オルタナティブ・ブログ > 少しでもパラノイアになってみる >

知的好奇心を満たすために、いろいろなことにチャレンジする

Apple A6の噂

»

iPhone 5が9/13に発表され、搭載されているSoCがA6と発表されました。そのA6はAppleから正式に発表されている情報は下記になります。

・CPUは2倍速い
・GPUは2倍速い
・ダイサイズは22%小さくなっている(A5からだと思われる)

CPUとかGPUの中身を語ろうとしないのはAppleの常のことなので仕方ありませんが、気になるところではあります。そのA6に関していくつか記事になっています。

モバイルアプリの姿を変える可能性を秘めたiPhone 5の中核「A6」
iPhone 5のベンチマーク、新しいiPadの約2倍のスコアを記録
Apple A6

プロセスルールは明確には分かりませんが、たぶんSamsungの32nmでしょう。小さくなっているため、45nmはありえないため32nmか28nmのどちらかです。現時点で28nmを製造できるのはTSMCぐらいですが、そのTSMCは28nmがキャパが足りていないことを有名なため、iPhoneを満足するほど生産できるとは思えません。そうなると過去の経緯からSamsungの32nmで製造するのではないかと思われます(Samsungで作るならばGFもあるかなと思うのですが、どうでしょうか)。

GPUは普通に考えれば、A5Xと同じものではないかと思われます。そうすればA5の2倍の性能とシュリンクによる小型化でサイズは確保可能です。CPUが大幅に変わっているならば、GPUを冒険しない設計にするのは理にかなっています。

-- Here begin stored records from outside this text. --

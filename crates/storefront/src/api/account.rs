//! Auth and user endpoints.

use secrecy::{ExposeSecret, SecretString};
use serde_json::json;
use tracing::instrument;
use vitrine_core::{Credentials, Registration};

use super::{ApiClient, ApiError, ApiRequest, paths};
use crate::models::{AuthResponse, ProfileUpdate, TokenPair, User};

impl ApiClient {
    /// Exchange email and password for a token pair and the user.
    ///
    /// # Errors
    ///
    /// Returns [`ApiError::Unauthorized`] for wrong credentials.
    #[instrument(skip(self, credentials), fields(email = %credentials.email))]
    pub async fn login(&self, credentials: &Credentials) -> Result<AuthResponse, ApiError> {
        let request = ApiRequest::post(paths::LOGIN)
            .json(&json!({
                "email": credentials.email.as_str(),
                "password": credentials.password.expose_secret(),
            }))?
            .anonymous();
        self.execute(request).await
    }

    /// Create an account and sign it in.
    ///
    /// # Errors
    ///
    /// Returns [`ApiError::Status`] with the backend's message when the
    /// registration is rejected (e.g. email already taken).
    #[instrument(skip(self, registration), fields(email = %registration.email))]
    pub async fn register(&self, registration: &Registration) -> Result<AuthResponse, ApiError> {
        let request = ApiRequest::post(paths::REGISTER)
            .json(&json!({
                "name": registration.name,
                "email": registration.email.as_str(),
                "password": registration.password.expose(),
            }))?
            .anonymous();
        self.execute(request).await
    }

    /// Exchange a refresh token for a new pair.
    ///
    /// Sent anonymously and never intercepted: a `401` here is a failed
    /// refresh, not a trigger for another one.
    ///
    /// # Errors
    ///
    /// Returns an error if the refresh token is rejected.
    #[instrument(skip_all)]
    pub async fn refresh(&self, refresh_token: &SecretString) -> Result<TokenPair, ApiError> {
        let request = ApiRequest::post(paths::REFRESH)
            .json(&json!({ "refresh_token": refresh_token.expose_secret() }))?
            .anonymous();
        self.execute_direct(request).await
    }

    /// Revoke one refresh token.
    ///
    /// # Errors
    ///
    /// Returns an error if the request fails.
    #[instrument(skip_all)]
    pub async fn logout(&self, refresh_token: &SecretString) -> Result<(), ApiError> {
        let request = ApiRequest::post(paths::LOGOUT)
            .json(&json!({ "refresh_token": refresh_token.expose_secret() }))?;
        self.execute_empty(request).await
    }

    /// Revoke every session of the signed-in user.
    ///
    /// # Errors
    ///
    /// Returns an error if the request fails.
    #[instrument(skip(self))]
    pub async fn logout_all(&self) -> Result<(), ApiError> {
        self.execute_empty(ApiRequest::post(paths::LOGOUT_ALL)).await
    }

    /// Fetch the user the current token belongs to.
    ///
    /// # Errors
    ///
    /// Returns [`ApiError::Unauthorized`] or [`ApiError::RefreshFailed`] when
    /// there is no usable session.
    #[instrument(skip(self))]
    pub async fn get_user(&self) -> Result<User, ApiError> {
        self.execute(ApiRequest::get(paths::USER)).await
    }

    /// Apply a partial profile update.
    ///
    /// # Errors
    ///
    /// Returns an error if the update is rejected.
    #[instrument(skip(self, update))]
    pub async fn update_user(&self, update: &ProfileUpdate) -> Result<User, ApiError> {
        self.execute(ApiRequest::patch(paths::USER).json(update)?)
            .await
    }

    /// Delete the signed-in account.
    ///
    /// # Errors
    ///
    /// Returns an error if the request fails.
    #[instrument(skip(self))]
    pub async fn delete_user(&self) -> Result<(), ApiError> {
        self.execute_empty(ApiRequest::delete(paths::USER)).await
    }
}

#[cfg(test)]
#[allow(clippy::unwrap_used)]
mod tests {
    use std::sync::Arc;

    use reqwest::StatusCode;
    use serde_json::json;
    use vitrine_core::Locale;

    use super::*;
    use crate::api::{Method, Transport};
    use crate::persist::MemoryStorage;
    use crate::stores::session::SessionHandle;
    use crate::testing::ScriptedTransport;

    fn client(transport: &Arc<ScriptedTransport>) -> ApiClient {
        let session = SessionHandle::new(Arc::new(MemoryStorage::new()));
        ApiClient::new(Arc::clone(transport) as Arc<dyn Transport>, session, Locale::default())
    }

    #[tokio::test]
    async fn test_login_sends_credentials_anonymously() {
        let transport = Arc::new(ScriptedTransport::new());
        transport.route(Method::Post, "auth/login", |request, bearer| {
            assert!(bearer.is_none());
            let body = ScriptedTransport::json_body(request);
            assert_eq!(body["email"], "ann@example.com");
            assert_eq!(body["password"], "hunter22");
            Ok(crate::api::ApiResponse::json(
                StatusCode::OK,
                &json!({
                    "access_token": "T1",
                    "refresh_token": "R1",
                    "user": {"id": 1, "email": "ann@example.com", "name": "Ann"}
                }),
            ))
        });

        let credentials = Credentials::new("ann@example.com", "hunter22").unwrap();
        let response = client(&transport).login(&credentials).await.unwrap();
        assert!(response.tokens.has_access_token("T1"));
        assert_eq!(response.user.name, "Ann");
    }

    #[tokio::test]
    async fn test_register_posts_name_and_password() {
        let transport = Arc::new(ScriptedTransport::new());
        transport.route(Method::Post, "auth/register", |request, _| {
            let body = ScriptedTransport::json_body(request);
            assert_eq!(body["name"], "Bo");
            assert_eq!(body["password"], "abcd1234");
            Ok(crate::api::ApiResponse::json(
                StatusCode::CREATED,
                &json!({
                    "access": "T1",
                    "user": {"id": 2, "email": "bo@example.com", "name": "Bo"}
                }),
            ))
        });

        let registration =
            Registration::new("Bo", "bo@example.com", "abcd1234", "abcd1234").unwrap();
        let response = client(&transport).register(&registration).await.unwrap();
        assert!(response.tokens.refresh_token.is_none());
        assert_eq!(response.user.id.get(), 2);
    }

    #[tokio::test]
    async fn test_refresh_posts_refresh_token() {
        let transport = Arc::new(ScriptedTransport::new());
        transport.route(Method::Post, "auth/refresh", |request, _| {
            let body = ScriptedTransport::json_body(request);
            assert_eq!(body["refresh_token"], "R1");
            Ok(crate::api::ApiResponse::json(
                StatusCode::OK,
                &json!({"access_token": "T2", "refresh_token": "R2"}),
            ))
        });

        let tokens = client(&transport)
            .refresh(&SecretString::from("R1"))
            .await
            .unwrap();
        assert!(tokens.has_access_token("T2"));
    }

    #[tokio::test]
    async fn test_rejected_refresh_is_final() {
        let transport = Arc::new(ScriptedTransport::new());
        transport.reply(
            Method::Post,
            "auth/refresh",
            StatusCode::UNAUTHORIZED,
            json!({"detail": "Token is blacklisted"}),
        );
        let api = crate::testing::signed_in_client(&transport).await;

        let result = api.refresh(&SecretString::from("R1")).await;
        assert!(matches!(result, Err(ApiError::Unauthorized)));
        assert_eq!(transport.calls_to(Method::Post, "auth/refresh"), 1);
        assert_eq!(transport.bearers_for(Method::Post, "auth/refresh"), vec![None]);
        // The exchange on its own leaves the session alone
        assert!(api.session().is_authenticated());
    }

    #[tokio::test]
    async fn test_update_user_patches() {
        let transport = Arc::new(ScriptedTransport::new());
        transport.route(Method::Patch, "user", |request, _| {
            assert_eq!(ScriptedTransport::json_body(request), json!({"name": "New"}));
            Ok(crate::api::ApiResponse::json(
                StatusCode::OK,
                &json!({"id": 1, "email": "ann@example.com", "name": "New"}),
            ))
        });

        let update = ProfileUpdate {
            name: Some("New".to_string()),
            ..ProfileUpdate::default()
        };
        let user = client(&transport).update_user(&update).await.unwrap();
        assert_eq!(user.name, "New");
    }
}
//! Blog post publication status.

use serde::{Deserialize, Serialize};

/// Whether a blog post is visible to shoppers.
#[derive(Debug, Clone, Copy, PartialEq, Eq, Hash, Serialize, Deserialize, Default)]
#[serde(rename_all = "snake_case")]
pub enum PostStatus {
    /// Only visible to editors.
    #[default]
    Draft,
    /// Listed on the public blog.
    Published,
    /// Hidden from the blog but kept for reference.
    Archived,
}

impl PostStatus {
    /// Shoppers can see the post.
    #[must_use]
    pub const fn is_public(self) -> bool {
        matches!(self, Self::Published)
    }
}
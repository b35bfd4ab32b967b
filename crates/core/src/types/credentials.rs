//! Login and registration input, validated before anything is sent.
//!
//! Form validation never reaches the network layer: a [`Credentials`] or
//! [`Registration`] value can only exist once its fields passed these checks.

use core::fmt;

use secrecy::{ExposeSecret, SecretString};
use serde::{Deserialize, Serialize};

/// Errors that can occur when parsing an [`Email`].
#[derive(thiserror::Error, Debug, Clone, PartialEq, Eq)]
pub enum EmailError {
    /// The input is empty or only whitespace.
    #[error("email cannot be empty")]
    Empty,
    /// The input is longer than the RFC 5321 limit.
    #[error("email must be at most {max} characters")]
    TooLong {
        /// Maximum allowed length.
        max: usize,
    },
    /// The input does not have exactly one @ symbol.
    #[error("email must contain exactly one @ symbol")]
    AtSymbol,
    /// The local part (before @) is empty.
    #[error("email local part cannot be empty")]
    EmptyLocalPart,
    /// The domain has no dot or starts/ends with one.
    #[error("email domain '{0}' is not valid")]
    InvalidDomain(String),
    /// The input contains whitespace.
    #[error("email cannot contain whitespace")]
    Whitespace,
}

/// A normalised email address.
///
/// Surrounding whitespace is trimmed and the domain is lowercased so that
/// `Jane@Example.COM ` and `Jane@example.com` log in as the same account.
///
/// ```
/// use vitrine_core::Email;
///
/// let email = Email::parse(" Jane@Example.COM ").unwrap();
/// assert_eq!(email.as_str(), "Jane@example.com");
/// assert!(Email::parse("jane@localhost").is_err());
/// ```
#[derive(Debug, Clone, Serialize, Deserialize, PartialEq, Eq, Hash)]
#[serde(try_from = "String", into = "String")]
pub struct Email(String);

impl Email {
    /// Maximum length of an email address (RFC 5321).
    pub const MAX_LENGTH: usize = 254;

    /// Parse and normalise an email address.
    ///
    /// # Errors
    ///
    /// Returns an [`EmailError`] describing the first rule the input breaks.
    pub fn parse(input: &str) -> Result<Self, EmailError> {
        let trimmed = input.trim();
        if trimmed.is_empty() {
            return Err(EmailError::Empty);
        }
        if trimmed.len() > Self::MAX_LENGTH {
            return Err(EmailError::TooLong {
                max: Self::MAX_LENGTH,
            });
        }
        if trimmed.chars().any(char::is_whitespace) {
            return Err(EmailError::Whitespace);
        }

        let (local, domain) = match trimmed.split_once('@') {
            Some((local, domain)) if !domain.contains('@') => (local, domain),
            _ => return Err(EmailError::AtSymbol),
        };
        if local.is_empty() {
            return Err(EmailError::EmptyLocalPart);
        }
        if !domain.contains('.') || domain.starts_with('.') || domain.ends_with('.') {
            return Err(EmailError::InvalidDomain(domain.to_owned()));
        }

        Ok(Self(format!("{local}@{}", domain.to_lowercase())))
    }

    /// The address as a string slice.
    #[must_use]
    pub fn as_str(&self) -> &str {
        &self.0
    }

    /// The part after the @.
    #[must_use]
    pub fn domain(&self) -> &str {
        self.0.rsplit_once('@').map_or("", |(_, domain)| domain)
    }
}

impl fmt::Display for Email {
    fn fmt(&self, f: &mut fmt::Formatter<'_>) -> fmt::Result {
        f.write_str(&self.0)
    }
}

impl TryFrom<String> for Email {
    type Error = EmailError;

    fn try_from(value: String) -> Result<Self, Self::Error> {
        Self::parse(&value)
    }
}

impl From<Email> for String {
    fn from(email: Email) -> Self {
        email.0
    }
}

/// Errors that can occur when validating a [`Password`].
#[derive(thiserror::Error, Debug, Clone, PartialEq, Eq)]
pub enum PasswordError {
    /// Shorter than [`Password::MIN_LENGTH`].
    #[error("password must be at least {min} characters")]
    TooShort {
        /// Minimum allowed length.
        min: usize,
    },
    /// Longer than [`Password::MAX_LENGTH`].
    #[error("password must be at most {max} characters")]
    TooLong {
        /// Maximum allowed length.
        max: usize,
    },
    /// Missing a letter or a digit.
    #[error("password must contain both letters and digits")]
    MissingCharacterClass,
    /// Confirmation field does not match.
    #[error("passwords do not match")]
    Mismatch,
}

/// A password that satisfies the signup rules.
///
/// The value is wrapped in a [`SecretString`] so it never shows up in logs.
#[derive(Clone)]
pub struct Password(SecretString);

impl Password {
    /// Minimum number of characters.
    pub const MIN_LENGTH: usize = 8;
    /// Maximum number of characters.
    pub const MAX_LENGTH: usize = 128;

    /// Validate a new password.
    ///
    /// # Errors
    ///
    /// Returns a [`PasswordError`] if the password is too short, too long, or
    /// lacks either a letter or a digit.
    pub fn new(raw: &str) -> Result<Self, PasswordError> {
        let len = raw.chars().count();
        if len < Self::MIN_LENGTH {
            return Err(PasswordError::TooShort {
                min: Self::MIN_LENGTH,
            });
        }
        if len > Self::MAX_LENGTH {
            return Err(PasswordError::TooLong {
                max: Self::MAX_LENGTH,
            });
        }
        let has_letter = raw.chars().any(char::is_alphabetic);
        let has_digit = raw.chars().any(|c| c.is_ascii_digit());
        if !(has_letter && has_digit) {
            return Err(PasswordError::MissingCharacterClass);
        }
        Ok(Self(SecretString::from(raw)))
    }

    /// Validate a password together with its confirmation field.
    ///
    /// # Errors
    ///
    /// Returns [`PasswordError::Mismatch`] when the two differ, otherwise the
    /// same errors as [`Password::new`].
    pub fn confirmed(raw: &str, confirmation: &str) -> Result<Self, PasswordError> {
        if raw != confirmation {
            return Err(PasswordError::Mismatch);
        }
        Self::new(raw)
    }

    /// Expose the raw password for the request body.
    #[must_use]
    pub fn expose(&self) -> &str {
        self.0.expose_secret()
    }
}

impl fmt::Debug for Password {
    fn fmt(&self, f: &mut fmt::Formatter<'_>) -> fmt::Result {
        f.write_str("Password([REDACTED])")
    }
}

/// Login form input.
#[derive(Debug, Clone)]
pub struct Credentials {
    /// Account email.
    pub email: Email,
    /// Account password. Existing accounts are not re-checked against the
    /// signup rules, only for emptiness.
    pub password: SecretString,
}

impl Credentials {
    /// Build login credentials from raw form fields.
    ///
    /// # Errors
    ///
    /// Returns an [`EmailError`] for a malformed email. An empty password is
    /// reported as [`PasswordError::TooShort`] with a minimum of one.
    pub fn new(email: &str, password: &str) -> Result<Self, CredentialsError> {
        let email = Email::parse(email)?;
        if password.is_empty() {
            return Err(PasswordError::TooShort { min: 1 }.into());
        }
        Ok(Self {
            email,
            password: SecretString::from(password),
        })
    }
}

/// Registration form input.
#[derive(Debug, Clone)]
pub struct Registration {
    /// Display name shown on the profile.
    pub name: String,
    /// Account email.
    pub email: Email,
    /// New password.
    pub password: Password,
}

impl Registration {
    /// Build a registration from raw form fields.
    ///
    /// # Errors
    ///
    /// Returns the first validation failure among name, email and password.
    pub fn new(
        name: &str,
        email: &str,
        password: &str,
        confirmation: &str,
    ) -> Result<Self, CredentialsError> {
        let name = name.trim();
        if name.is_empty() {
            return Err(CredentialsError::EmptyName);
        }
        Ok(Self {
            name: name.to_owned(),
            email: Email::parse(email)?,
            password: Password::confirmed(password, confirmation)?,
        })
    }
}

/// Validation failure for login or registration input.
#[derive(thiserror::Error, Debug, Clone, PartialEq, Eq)]
pub enum CredentialsError {
    /// Email field is invalid.
    #[error(transparent)]
    Email(#[from] EmailError),
    /// Password field is invalid.
    #[error(transparent)]
    Password(#[from] PasswordError),
    /// Name field is empty.
    #[error("name cannot be empty")]
    EmptyName,
}

#[cfg(test)]
#[allow(clippy::unwrap_used)]
mod tests {
    use super::*;

    #[test]
    fn test_email_normalises_domain() {
        let email = Email::parse("  Mixed.Case@Shop.EXAMPLE.org").unwrap();
        assert_eq!(email.as_str(), "Mixed.Case@shop.example.org");
        assert_eq!(email.domain(), "shop.example.org");
    }

    #[test]
    fn test_email_rejections() {
        assert_eq!(Email::parse("   "), Err(EmailError::Empty));
        assert_eq!(Email::parse("a@b@c.d"), Err(EmailError::AtSymbol));
        assert_eq!(Email::parse("no-at.example"), Err(EmailError::AtSymbol));
        assert_eq!(Email::parse("@example.com"), Err(EmailError::EmptyLocalPart));
        assert_eq!(Email::parse("a b@example.com"), Err(EmailError::Whitespace));
        assert!(matches!(
            Email::parse("user@localhost"),
            Err(EmailError::InvalidDomain(_))
        ));
        assert!(matches!(
            Email::parse("user@example."),
            Err(EmailError::InvalidDomain(_))
        ));
        let long = format!("{}@example.com", "a".repeat(250));
        assert!(matches!(Email::parse(&long), Err(EmailError::TooLong { .. })));
    }

    #[test]
    fn test_email_deserialize_validates() {
        let ok: Email = serde_json::from_str("\"user@example.com\"").unwrap();
        assert_eq!(ok.as_str(), "user@example.com");
        assert!(serde_json::from_str::<Email>("\"nope\"").is_err());
    }

    #[test]
    fn test_password_rules() {
        assert!(Password::new("abc123de").is_ok());
        assert_eq!(
            Password::new("short1").unwrap_err(),
            PasswordError::TooShort { min: 8 }
        );
        assert_eq!(
            Password::new("onlyletters").unwrap_err(),
            PasswordError::MissingCharacterClass
        );
        assert_eq!(
            Password::confirmed("abc123de", "abc123df").unwrap_err(),
            PasswordError::Mismatch
        );
    }

    #[test]
    fn test_password_debug_is_redacted() {
        let password = Password::new("hunter22hunter").unwrap();
        assert!(!format!("{password:?}").contains("hunter"));
    }

    #[test]
    fn test_registration_validation_order() {
        assert_eq!(
            Registration::new(" ", "a@b.co", "abc123de", "abc123de").unwrap_err(),
            CredentialsError::EmptyName
        );
        assert!(matches!(
            Registration::new("Ann", "bad", "abc123de", "abc123de"),
            Err(CredentialsError::Email(_))
        ));
        let reg = Registration::new(" Ann ", "ann@b.co", "abc123de", "abc123de").unwrap();
        assert_eq!(reg.name, "Ann");
    }

    #[test]
    fn test_credentials_require_password() {
        assert!(Credentials::new("ann@b.co", "").is_err());
        assert!(Credentials::new("ann@b.co", "x").is_ok());
    }
}
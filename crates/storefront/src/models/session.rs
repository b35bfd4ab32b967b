//! Token types exchanged with the auth endpoints.

use secrecy::{ExposeSecret, SecretString};
use serde::{Deserialize, Deserializer};

use super::user::User;

/// Access/refresh token pair.
///
/// Backends differ on naming, so both `access_token` and `access` are
/// accepted (likewise for the refresh token). A refresh response may omit
/// the refresh token when the backend does not rotate it.
#[derive(Debug, Clone)]
pub struct TokenPair {
    pub access_token: SecretString,
    pub refresh_token: Option<SecretString>,
}

#[derive(Deserialize)]
struct RawTokenPair {
    #[serde(alias = "access")]
    access_token: String,
    #[serde(default, alias = "refresh")]
    refresh_token: Option<String>,
}

impl<'de> Deserialize<'de> for TokenPair {
    fn deserialize<D: Deserializer<'de>>(deserializer: D) -> Result<Self, D::Error> {
        let raw = RawTokenPair::deserialize(deserializer)?;
        Ok(Self {
            access_token: SecretString::from(raw.access_token),
            refresh_token: raw.refresh_token.map(SecretString::from),
        })
    }
}

impl TokenPair {
    /// Whether this pair carries the given access token.
    #[must_use]
    pub fn has_access_token(&self, token: &str) -> bool {
        self.access_token.expose_secret() == token
    }
}

/// Response of `login` and `register`.
#[derive(Debug, Clone, Deserialize)]
pub struct AuthResponse {
    #[serde(flatten)]
    pub tokens: TokenPair,
    pub user: User,
}
//! Catalog, autocomplete and menu endpoints.

use tracing::instrument;
use vitrine_core::ProductId;

use super::{ApiClient, ApiError, ApiRequest, paths};
use crate::models::{CatalogPage, CatalogQuery, Menu, Product};

impl ApiClient {
    /// One page of the filtered catalog.
    ///
    /// # Errors
    ///
    /// Returns an error if the request fails.
    #[instrument(skip(self, query), fields(page = query.page, search = %query.search))]
    pub async fn list_catalog(&self, query: &CatalogQuery) -> Result<CatalogPage, ApiError> {
        let mut request = ApiRequest::get(paths::CATALOG);
        request.query = query.to_params();
        self.execute(request).await
    }

    /// A single product with its full description and images.
    ///
    /// # Errors
    ///
    /// Returns [`ApiError::NotFound`] for an unknown id.
    #[instrument(skip(self))]
    pub async fn get_catalog_item(&self, id: ProductId) -> Result<Product, ApiError> {
        self.execute(ApiRequest::get(paths::catalog_item(id))).await
    }

    /// Suggestions for `term` within one filterable field.
    ///
    /// # Errors
    ///
    /// Returns an error if the request fails.
    #[instrument(skip(self))]
    pub async fn autocomplete(&self, field: &str, term: &str) -> Result<Vec<String>, ApiError> {
        self.execute(ApiRequest::get(paths::autocomplete(field)).query("q", term))
            .await
    }

    /// Navigation menu and category tree for the current locale.
    ///
    /// # Errors
    ///
    /// Returns an error if the request fails.
    #[instrument(skip(self))]
    pub async fn get_menu(&self) -> Result<Menu, ApiError> {
        self.execute(ApiRequest::get(paths::MENU)).await
    }
}
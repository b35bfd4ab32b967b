//! Cart endpoints.

use serde_json::json;
use tracing::instrument;
use vitrine_core::ProductId;

use super::{ApiClient, ApiError, ApiRequest, paths};
use crate::models::{CartCount, CartResponse, CartUpdate};

impl ApiClient {
    /// Fetch the authoritative cart.
    ///
    /// # Errors
    ///
    /// Returns an error if the request fails or the caller is not signed in.
    #[instrument(skip(self))]
    pub async fn get_cart(&self) -> Result<CartResponse, ApiError> {
        self.execute(ApiRequest::get(paths::CART)).await
    }

    /// Add one product; returns the stored line and the new cart size.
    ///
    /// # Errors
    ///
    /// Returns an error if the product cannot be added.
    #[instrument(skip(self))]
    pub async fn add_to_cart(&self, product_id: ProductId) -> Result<CartUpdate, ApiError> {
        let request = ApiRequest::post(paths::CART).json(&json!({ "product_id": product_id }))?;
        self.execute(request).await
    }

    /// Remove a product; returns the new cart size.
    ///
    /// # Errors
    ///
    /// Returns an error if the product cannot be removed.
    #[instrument(skip(self))]
    pub async fn remove_from_cart(&self, product_id: ProductId) -> Result<CartCount, ApiError> {
        self.execute(ApiRequest::delete(paths::cart_item(product_id)))
            .await
    }
}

ただ、CPUに関しては今のところ不明です。後藤氏の記事でもあるとおり、3つのパターンの可能性があります。

・Cortex-A9のクアッドコア
・Cortex-A15のデュアルコア
・独自コア

現時点では製品が出荷され、解析されていないため分かりません。

私は以前Cortex-A15のデュアルコアではないかと考えていました。ただ、それだと1つ問題があります。

A6の周波数は1GHz前後と言われています。Cortex-A15/Cortex-A9の性能比は、3.5/2.5=1.4倍程度で、A5の周波数は800MHzです。このため、Cortex-A15-1GHz/Cortex-A9-800MHzの性能比は、せいぜい1.75倍です。これでは2倍に到達しないことになります。

私はCortex-A15の周波数は1.5GHzも到達できると考えていたためIPCと周波数の向上で2倍もありえると考えていましたが、周波数が1GHzならばCortex-A15でない可能性が高いです。

Cortex-A9のクアッドコアに関しては、もっと難しいと考えています。

45nmのA5のサイズは122.2平方mmで、32nmのA5は69.6平方mmです。プロセスルールが1世代進むことで57%にシュリンクできています。A5Xのダイサイズは165平方mmです。32nmにシュリンクすると94平方mmになります。A6のダイサイズは95平方mm前後が予想されています。

"第3世代iPadを分解、新型プロセッサ「A5X」と従来品の差異が明らかに"にA5Xのダイの写真がありますが、この中でCPU部分はARM Coresです。

もし、A5Xを32nmにシュリンクして、CPU部分をA5Xの2倍すると95平方mmに収まらないのではないかと思われます(A5Xはメモリバスが128bitもあったり不要な箇所はあるので、必ずしも入らないわけではないのですが)。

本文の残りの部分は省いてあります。